# 7/30 report on a quick trip



## bbb (Jun 18, 2008)

Left the office around 6 after sending Sneaky an IM that I was heading his way. Had to make a pit stop for my wife and ended up in Shell Point around 8:30. Knocked on the booger shack and Sneaky answers the door in his tighty whities and his wife beater t-shirt. "What the heck?", I ask. He replys "Didn't you get my IM at 7pm about not wanting to go because of the weather"? Well, no, I said looking over my shoulder and seeing there is a small cloud over towards Alligator point and another over towards Aucilla. 

Sneaky invites me in and we turn on the weather channel. Much to his dismay, the storms are clearing, though the wind is blowing 15+. He tries to convince me to grab the bottle of vodka he's been working on and take a golf cart ride around Shell Point. Instead I insisted I was going gigging and didn't drive down here to get drunk. Reluctantly, he went to his room and got dressed still moaning and groaning about the wind.

Put the boat in the water a little after 9pm. Turned the lights on and saw that the water was, of course, coffee with creamer. Ran to the first protected spot and started looking. Well I started looking for flounder, while Sneaky was looking for the way back to the ramp. About 5 minutes later I look down and tell Sneaky that "I think I see one right........" WHOMP. He gigged it before I could finish my sentence. "I see how its gonna be, everyman for himself". Sneaky said he saw him before me. :roll: We finish this stretch of water and I convince him to continue our search, letting him know SoapNet is all re-runs anyways and he can catch the same episode of 'Y&R' tomorrow night.

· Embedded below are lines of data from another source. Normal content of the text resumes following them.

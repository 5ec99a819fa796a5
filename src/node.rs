use crate::bitset::BitSet;
use crate::gate::GateType;
use crate::reference::Ref;

#[derive(Debug, Copy, Clone, Eq, PartialEq)]
pub enum NodeKind {
    /// The constant-1 node.
    Const,
    /// Elementary variable leaf.
    Var(u32),
    /// Caller-supplied divisor leaf. Divisors are numbered by first appearance since the last
    /// [`clear`][crate::manager::Manager::clear]; equal divisors share one leaf.
    Divisor(u32),
    /// Internal node `op(fanins[0], fanins[1])`.
    Gate { op: GateType, fanins: [Ref; 2] },
}

/// One synthesized function in the manager arena.
#[derive(Debug, Clone)]
pub struct Node {
    pub kind: NodeKind,
    /// Truth table of the node, at the manager's `max_support` width.
    pub truth: Vec<u64>,
    /// Support of `truth`.
    pub support: u32,
    /// Opaque slot where callers record the node's counterpart in their own network.
    pub copy: Option<usize>,
    /// Numbers of the divisor leaves reachable from this node.
    pub divisors: BitSet,
}

impl Node {
    pub fn new(kind: NodeKind, truth: Vec<u64>, support: u32) -> Self {
        Self {
            kind,
            truth,
            support,
            copy: None,
            divisors: BitSet::new(),
        }
    }

    pub fn is_gate(&self) -> bool {
        matches!(self.kind, NodeKind::Gate { .. })
    }

    pub fn fanins(&self) -> Option<[Ref; 2]> {
        match self.kind {
            NodeKind::Gate { fanins, .. } => Some(fanins),
            _ => None,
        }
    }

    pub fn op(&self) -> Option<GateType> {
        match self.kind {
            NodeKind::Gate { op, .. } => Some(op),
            _ => None,
        }
    }
}
//! A 2D graphics driver layer.
//!
//! Drawing code talks to a [`GraphicsDriver`](driver::GraphicsDriver):
//! transforms, clip regions, vertex-buffer shapes, arcs and curves, text
//! and images. Backends only supply a handful of device primitives; the
//! trait's default methods build the rest on top of them.
//!
//! ```ignore
//! use etcher::prelude::*;
//!
//! let mut d = RasterDriver::new(200, 100);
//! d.translate(100.0, 50.0);
//! d.set_color(Color::RED);
//! d.begin_polygon();
//! d.circle(0.0, 0.0, 40.0);
//! d.end_polygon();
//! ```

pub mod backends;
pub mod clip;
pub mod color;
pub mod config;
pub mod context;
pub mod driver;
pub mod error;
pub mod font;
pub mod handle;
pub mod image_source;
pub mod line_style;
pub mod offscreen;
pub mod transform;
pub mod vertex;

pub mod prelude {
    pub use crate::backends::{BackendKind, DrawCommand, RasterDriver, RecordingDriver};
    pub use crate::clip::{ClipStatus, IRect, Region};
    pub use crate::color::{Color, Palette};
    pub use crate::config::{create_driver, DriverConfig};
    pub use crate::context::{
        current, make_current, shared, with_current, with_offscreen, with_surface, DriverRef,
    };
    pub use crate::driver::{DriverFeatures, DriverState, GraphicsDriver, Pixels};
    pub use crate::error::DriverError;
    pub use crate::font::{Font, FontDescriptor, FontMetrics, TextExtents};
    pub use crate::image_source::{BufferSource, ImageId, ImageSource, MonoSource, ScanlineSource};
    pub use crate::line_style::{Dash, LineCap, LineJoin, LineStyle};
    pub use crate::offscreen::OffscreenId;
    pub use crate::transform::Matrix;
    pub use crate::vertex::{DevicePoint, PrimitiveKind};
}
use image::{Rgba, RgbaImage};

use crate::color::Color;
use crate::error::Result;
use crate::handle::{Handle, Slots};

/// Handle to an offscreen pixel buffer owned by a driver.
#[derive(Debug, Clone, Copy, PartialEq, Eq, Hash)]
pub struct OffscreenId(pub(crate) Handle);

#[derive(Debug)]
pub struct OffscreenArena {
    buffers: Slots<RgbaImage>,
}

impl OffscreenArena {
    pub fn new() -> Self {
        Self {
            buffers: Slots::new("offscreen"),
        }
    }

    pub fn create(&mut self, width: u32, height: u32, background: Color) -> OffscreenId {
        let pixels = RgbaImage::from_pixel(width, height, Rgba(background.to_array()));
        OffscreenId(self.buffers.insert(pixels))
    }

    pub fn get(&self, id: OffscreenId) -> Result<&RgbaImage> {
        self.buffers.get(id.0)
    }

    pub fn get_mut(&mut self, id: OffscreenId) -> Result<&mut RgbaImage> {
        self.buffers.get_mut(id.0)
    }

    /// Move the pixels out, e.g. to draw into them with another driver.
    /// The slot keeps its handle; put the pixels back with [`Self::restore`].
    pub fn take(&mut self, id: OffscreenId) -> Result<RgbaImage> {
        let buffer = self.buffers.get_mut(id.0)?;
        let (w, h) = buffer.dimensions();
        Ok(std::mem::replace(buffer, RgbaImage::new(w, h)))
    }

    pub fn restore(&mut self, id: OffscreenId, pixels: RgbaImage) -> Result<()> {
        *self.buffers.get_mut(id.0)? = pixels;
        Ok(())
    }

    pub fn remove(&mut self, id: OffscreenId) -> Result<RgbaImage> {
        self.buffers.remove(id.0)
    }

    pub fn len(&self) -> usize {
        self.buffers.len()
    }

    pub fn is_empty(&self) -> bool {
        self.buffers.is_empty()
    }

    pub fn clear(&mut self) {
        self.buffers.clear();
    }
}

impl Default for OffscreenArena {
    fn default() -> Self {
        Self::new()
    }
}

The second spot we hit had produced 14 fish the last 2 trips. It was also a spot that was protected from the 15 knot winds. Worked about 20 yards and the bait was as thick as the fog on Sneakys glasses. There up in the shallows I see another fish. I show him to Sneaky and 'WHOMP', another fish in the boat. A few feet later another "That looks like one....." WHOMP, his 3rd fish in the boat. Then fish 4 get a WHOMP thanks to my keen eyesight as Sneaky once again says he saw the fish but didn't say anything. I tell Sneaky, "No more. Next fish I see, I'm not saying a word until we pass it to prove you can't see them" about 20 yards later I tell Sneaky I saw one. He starts looking and looking and looking as the boat drifts on. I tell him we need to go back as we already passed the fish and he says yeah I saw it but didn't want to tell you. Well we went back and come to find out we were both fooling each other, there was no fish to see, I was pulling his leg. We get fish 5 and 6 as we came to the end of the spot and its now 11pm. 

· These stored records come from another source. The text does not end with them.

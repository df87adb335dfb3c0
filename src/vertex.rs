//! Vertex accumulation for multi-point primitives.
//!
//! A primitive is built between a `begin` and the matching `finish`. Points
//! arrive already in device space; the driver applies the transform before
//! handing them over.

use std::fmt;

use crate::error::{DriverError, Result};

/// First allocation of the point buffer; it doubles from there.
const INITIAL_CAPACITY: usize = 16;

/// A point in device space.
#[repr(C)]
#[derive(Debug, Clone, Copy, PartialEq, Default, bytemuck::Pod, bytemuck::Zeroable)]
pub struct DevicePoint {
    pub x: f64,
    pub y: f64,
}

impl DevicePoint {
    pub const fn new(x: f64, y: f64) -> Self {
        Self { x, y }
    }

    /// Nearest pixel coordinates.
    pub fn round(&self) -> (i32, i32) {
        (self.x.round() as i32, self.y.round() as i32)
    }
}

impl From<(f64, f64)> for DevicePoint {
    fn from((x, y): (f64, f64)) -> Self {
        Self { x, y }
    }
}

#[derive(Debug, Clone, Copy, PartialEq, Eq, Hash)]
pub enum PrimitiveKind {
    Points,
    Line,
    Loop,
    Polygon,
    ComplexPolygon,
}

impl PrimitiveKind {
    pub fn is_filled(self) -> bool {
        matches!(self, PrimitiveKind::Polygon | PrimitiveKind::ComplexPolygon)
    }
}

impl fmt::Display for PrimitiveKind {
    fn fmt(&self, f: &mut fmt::Formatter<'_>) -> fmt::Result {
        f.write_str(match self {
            PrimitiveKind::Points => "points",
            PrimitiveKind::Line => "line",
            PrimitiveKind::Loop => "loop",
            PrimitiveKind::Polygon => "polygon",
            PrimitiveKind::ComplexPolygon => "complex_polygon",
        })
    }
}

/// What a finished primitive turned out to be, ready for rasterization.
///
/// Degenerate input degrades: a polygon with fewer than three points is
/// drawn as a line, a line with fewer than two as points.
#[derive(Debug, Clone, PartialEq)]
pub enum Primitive {
    Points(Vec<DevicePoint>),
    /// An open polyline. Loops arrive here already closed.
    Polyline(Vec<DevicePoint>),
    /// A filled polygon. `contour_ends[i]` is the exclusive end index of
    /// contour `i`; a simple polygon has a single contour.
    Polygon {
        points: Vec<DevicePoint>,
        contour_ends: Vec<usize>,
    },
}

impl Primitive {
    pub fn points(&self) -> &[DevicePoint] {
        match self {
            Primitive::Points(p) | Primitive::Polyline(p) => p,
            Primitive::Polygon { points, .. } => points,
        }
    }

    pub fn is_empty(&self) -> bool {
        self.points().is_empty()
    }
}

#[derive(Debug, Default)]
pub struct VertexBuffer {
    points: Vec<DevicePoint>,
    /// Start index of the contour being built (complex polygons).
    contour_start: usize,
    contour_ends: Vec<usize>,
    kind: Option<PrimitiveKind>,
}

impl VertexBuffer {
    pub fn new() -> Self {
        Self::default()
    }

    /// The primitive being built, `None` when idle.
    pub fn kind(&self) -> Option<PrimitiveKind> {
        self.kind
    }

    pub fn is_accumulating(&self) -> bool {
        self.kind.is_some()
    }

    pub fn len(&self) -> usize {
        self.points.len()
    }

    pub fn is_empty(&self) -> bool {
        self.points.is_empty()
    }

    pub fn points(&self) -> &[DevicePoint] {
        &self.points
    }

    pub fn capacity(&self) -> usize {
        self.points.capacity()
    }

    pub fn begin(&mut self, kind: PrimitiveKind) -> Result<()> {
        if let Some(active) = self.kind {
            return Err(DriverError::NestedBegin {
                active,
                requested: kind,
            });
        }
        self.points.clear();
        self.contour_ends.clear();
        self.contour_start = 0;
        self.kind = Some(kind);
        Ok(())
    }

    /// Append a device-space point. Consecutive duplicates collapse.
    pub fn push(&mut self, point: DevicePoint) -> Result<()> {
        if self.kind.is_none() {
            return Err(DriverError::VertexOutsidePrimitive);
        }
        if self.points.len() > self.contour_start && self.points.last() == Some(&point) {
            return Ok(());
        }
        self.push_raw(point)
    }

    fn push_raw(&mut self, point: DevicePoint) -> Result<()> {
        if self.points.len() == self.points.capacity() {
            let additional = self.points.capacity().max(INITIAL_CAPACITY);
            if self.points.try_reserve_exact(additional).is_err() {
                self.abort();
                return Err(DriverError::OutOfMemory("vertex buffer"));
            }
        }
        self.points.push(point);
        Ok(())
    }

    /// Close the current contour of a complex polygon and start a new one.
    pub fn gap(&mut self) -> Result<()> {
        if self.kind != Some(PrimitiveKind::ComplexPolygon) {
            return Err(DriverError::GapOutsideComplexPolygon);
        }
        self.close_contour()
    }

    fn close_contour(&mut self) -> Result<()> {
        let start = self.contour_start;
        let first = self.points.get(start).copied();
        if let Some(first) = first {
            while self.points.len() > start + 2 && self.points.last() == Some(&first) {
                self.points.pop();
            }
        }
        match first {
            Some(first) if self.points.len() > start + 2 => {
                self.push_raw(first)?;
                self.contour_ends.push(self.points.len());
                self.contour_start = self.points.len();
            }
            // too short to enclose anything
            _ => self.points.truncate(start),
        }
        Ok(())
    }

    /// Drop trailing points that repeat the first one.
    fn fix_loop(&mut self) {
        if let Some(&first) = self.points.first() {
            while self.points.len() > 2 && self.points.last() == Some(&first) {
                self.points.pop();
            }
        }
    }

    /// Finish the primitive of `kind` and return it, leaving the buffer idle.
    ///
    /// A mismatched or unopened `finish` is refused and the buffer is left
    /// as it was.
    pub fn finish(&mut self, kind: PrimitiveKind) -> Result<Primitive> {
        match self.kind {
            None => return Err(DriverError::EndWithoutBegin(kind)),
            Some(active) if active != kind => {
                return Err(DriverError::MismatchedEnd {
                    expected: active,
                    found: kind,
                })
            }
            Some(_) => {}
        }

        let primitive = match kind {
            PrimitiveKind::Points => Primitive::Points(self.take_points()),
            PrimitiveKind::Line => self.finish_line(),
            PrimitiveKind::Loop => {
                self.fix_loop();
                if self.points.len() > 2 {
                    let first = self.points[0];
                    self.push_raw(first)?;
                }
                self.finish_line()
            }
            PrimitiveKind::Polygon => {
                self.fix_loop();
                if self.points.len() < 3 {
                    self.finish_line()
                } else {
                    let points = self.take_points();
                    let end = points.len();
                    Primitive::Polygon {
                        points,
                        contour_ends: vec![end],
                    }
                }
            }
            PrimitiveKind::ComplexPolygon => {
                self.close_contour()?;
                if self.points.len() < 3 {
                    self.finish_line()
                } else {
                    let contour_ends = std::mem::take(&mut self.contour_ends);
                    Primitive::Polygon {
                        points: self.take_points(),
                        contour_ends,
                    }
                }
            }
        };
        self.abort();
        Ok(primitive)
    }

    fn finish_line(&mut self) -> Primitive {
        let points = self.take_points();
        if points.len() < 2 {
            Primitive::Points(points)
        } else {
            Primitive::Polyline(points)
        }
    }

    /// Hand the points over while keeping the allocation for the next
    /// primitive.
    fn take_points(&mut self) -> Vec<DevicePoint> {
        let out = self.points.clone();
        self.points.clear();
        out
    }

    /// Return to idle, discarding whatever was accumulated.
    pub fn abort(&mut self) {
        self.points.clear();
        self.contour_ends.clear();
        self.contour_start = 0;
        self.kind = None;
    }
}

Need to have Sneaky back at the ramp around 12. Hit one last spot out of the wind. Water looks good, but not much bait. Work about 50 yards and as we are passing a landmark that looks good to Sneaky, I tell him that I've never seen one here. All of a sudden he hops off his bucket and thrusts his gig in the water claiming to have seen his first fish of the night. Since we were moving at a pretty good clip, I try to turn the trolling motor around. But since Sneaky has walked to the back of the boat, my prop is out of the water. After some adjusting, I finally get us back on the spot and Sneaky brings in the big fish of the night, 2 pounds 3 ounces. We look a little further but don't find any more. Head back to the ramp at 12am with 7 flounder and 2 mullet.

Sorry I didn't get more pictures but between the murky waters and Sneakys quick gigging, there wasn't much time.


----------



## bbb (Jun 18, 2008)

I definately like the new lights but I think sometimes the water is sooooo murky you just can't see squat. We were in some places last night with 1 foot of water and we still couldn't see the bottom.

I turned the left 3 lightson at one time and after a minute I plugged the other 3 lights in. I started the night with a little more than a half gallon of gas and ran it out after 3 hours.


----------



## Ultralite (Oct 1, 2007)

good report and funny reading too...glad ya'll got some with the weather (wind) and all...thanks for sharing...


----------



## X-Shark (Oct 3, 2007)

That was a funny read.


----------



## seacapt (Oct 1, 2007)

Great report/story!


----------



## FlounderAssassin (Sep 28, 2007)

Great story and great report! after all this reading about the HPS lights yall got me wanting to switch!!!


----------



## Five Prongs Of Fury (Apr 15, 2008)

Nice catch!!! Sometimes you got to just press on and go with that gut feeling.


----------



## 2112 (May 4, 2008)

Funny stuff...I knew for sure you was going to tell us Sneaky was sneaking swigs of vodka and fell in the water and lost his glasses.


----------



## Death From Above (Sep 28, 2007)

Great report. Leave Sneaky at the house next time and you'll get in shallower water.


----------